There was a Buster Olney tweet today that left me pretty unsettled.  Take a look for yourself:

@Buster_ESPN (Buster Olney) The Mets insisting on a top prospect for Carlos Beltran — but pressure on Giants to add a big bat decreasing, as their NL West lead grows.

The first part is nothing new–the Mets front office has operated under the delusion that someone out there wants to take on $18 million dollars of salary in exchange for a top prospect for awhile now.  Whether or not that happens is another matter altogether.  What unsettles me is the idea that as the Giants’ NL West lead increases they see no need to improve the offense.  Need I remind everyone that on August 25th of 2010, the Padres had a 6.5 game lead and spent October on vacation instead of in the postseason.  With a team hitting a collective .243/.310/.363, I think it’s safe to say that a 4.5 game lead in July is hardly a good reason to feel secure.

Cody Ross, pictured homering off of Roy Halladay. That wouldn't have happen if the front office felt "secure" in August.

If you look at the other contenders in the National League that the would stand between the Giants and another World Series, it makes you realize how badly this team still needs hitting.  Remember the NLDS last year, and how great it felt to face a lineup rife with Brooks Conrads and Melky Cabreras?  That’s us this year unless things improve.  Brandon Belt will be in the big leagues before August is out, that’s a given.  But that alone isn’t enough.  If the Mets are deluded as they seem about their demands for Beltran, then other options need to be explored.

This is of course easier said than done, as the need to keep the farm system intact is equally as imperative.  Guys like Belt, Zack Wheeler, Gary Brown, and to a lesser degree Eric Surkamp are (or should be) untouchable.  If teams start sensing an urgency in the front office, the price of a big hitter will be driven up; as the demand increases, the pricetag goes up too.  That isn’t to say complacency is the solution though.

Unless this is all a clever marketing ploy by the front office to appear not quite as desperate as they should be, a few red flags need to be raised.  Last year the Giants hit .257/.321/.408, with Buster Posey, Pat Burrell, Andres Torres, and Aubrey Huff all healthy and all performing at or above expectations.  This season, we have Posey out for the year, Burrell playing sporadically, Torres regressing, and Huff grounding out to second base like he has a mandate to do so from the Lord Himself.   In the midst of this, the Giants are somehow managing to win pretty regularly, which is fantastic.  What worries me is that the Padres seemed to manage this very same thing last year while hitting .246/.317/.371.

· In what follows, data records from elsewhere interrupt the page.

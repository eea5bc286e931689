//! In-memory record store adapter.
//!
//! Records live for the lifetime of the process. A single mutex guards the
//! whole map so every port operation is atomic; no lock is held across an
//! await point.

use std::collections::HashMap;
use std::sync::{Mutex, MutexGuard};

use async_trait::async_trait;
use tracing::warn;

use crate::domain::ports::{RecordStore, RecordStoreError};
use crate::domain::{DerivedRecord, UserId};

#[derive(Debug, Default)]
struct Entries {
    ordered: Vec<DerivedRecord>,
    index: HashMap<UserId, usize>,
}

impl Entries {
    fn put(&mut self, record: DerivedRecord) {
        match self.index.get(&record.user_id) {
            Some(&slot) => self.ordered[slot] = record,
            None => {
                self.index.insert(record.user_id, self.ordered.len());
                self.ordered.push(record);
            }
        }
    }

    fn remove(&mut self, user_id: UserId) -> Option<DerivedRecord> {
        let slot = self.index.remove(&user_id)?;
        let removed = self.ordered.remove(slot);
        for later in &self.ordered[slot..] {
            if let Some(position) = self.index.get_mut(&later.user_id) {
                *position -= 1;
            }
        }
        Some(removed)
    }

    #[cfg(test)]
    fn index_matches_order(&self) -> bool {
        self.index.len() == self.ordered.len()
            && self
                .ordered
                .iter()
                .enumerate()
                .all(|(slot, record)| self.index.get(&record.user_id) == Some(&slot))
    }
}

/// Process-local [`RecordStore`] preserving first-insertion order.
///
/// Overwriting an existing id keeps its original position.
///
/// # Examples
/// ```
/// use dataproc::outbound::memory::InMemoryRecordStore;
///
/// let store = InMemoryRecordStore::new();
/// # let _ = store;
/// ```
#[derive(Debug, Default)]
pub struct InMemoryRecordStore {
    entries: Mutex<Entries>,
}

impl InMemoryRecordStore {
    /// Create an empty store.
    #[must_use]
    pub fn new() -> Self {
        Self::default()
    }

    fn lock(&self) -> MutexGuard<'_, Entries> {
        // Every mutation completes before the guard drops, so a poisoned
        // lock still holds a consistent map.
        self.entries.lock().unwrap_or_else(|poisoned| {
            warn!("record store lock was poisoned; recovering");
            poisoned.into_inner()
        })
    }
}

#[async_trait]
impl RecordStore for InMemoryRecordStore {
    async fn put(&self, record: DerivedRecord) -> Result<(), RecordStoreError> {
        self.lock().put(record);
        Ok(())
    }

    async fn get(&self, user_id: UserId) -> Result<DerivedRecord, RecordStoreError> {
        let entries = self.lock();
        entries
            .index
            .get(&user_id)
            .map(|&slot| entries.ordered[slot].clone())
            .ok_or_else(|| RecordStoreError::not_found(user_id.get()))
    }

    async fn delete(&self, user_id: UserId) -> Result<DerivedRecord, RecordStoreError> {
        self.lock()
            .remove(user_id)
            .ok_or_else(|| RecordStoreError::not_found(user_id.get()))
    }

    async fn list_all(&self) -> Result<Vec<DerivedRecord>, RecordStoreError> {
        Ok(self.lock().ordered.clone())
    }

    async fn len(&self) -> Result<usize, RecordStoreError> {
        Ok(self.lock().ordered.len())
    }
}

The one thing you should take from all this is that this winning isn’t sustainable given the current state of the offense; the Padres meltdown last year was as good an indicator as any of the truth behind this.  Unless this offense sees at least some semblance of an upgrade, regression will strike hard and it will strike fast come last August/early September.

The worst the thing the guys in the front office can do right now is to sit on their collective laurels and insist that a division lead is evidence that an upgrade isn’t needed.  Did the Rangers need Cliff Lee to win their division last year?  No, because the AL West pretty much sucked for a better part of 2010.  But there’s no doubt that Lee was a big reason they got to the World Series.  Using an example a little closer to home, beating the Phillies would have been exceedingly more difficult without Cody Ross and his ownage of Roy Halladay.  That being so, let the Padres be our cautionary tale for teams without offense hoping to make an extended playoff run.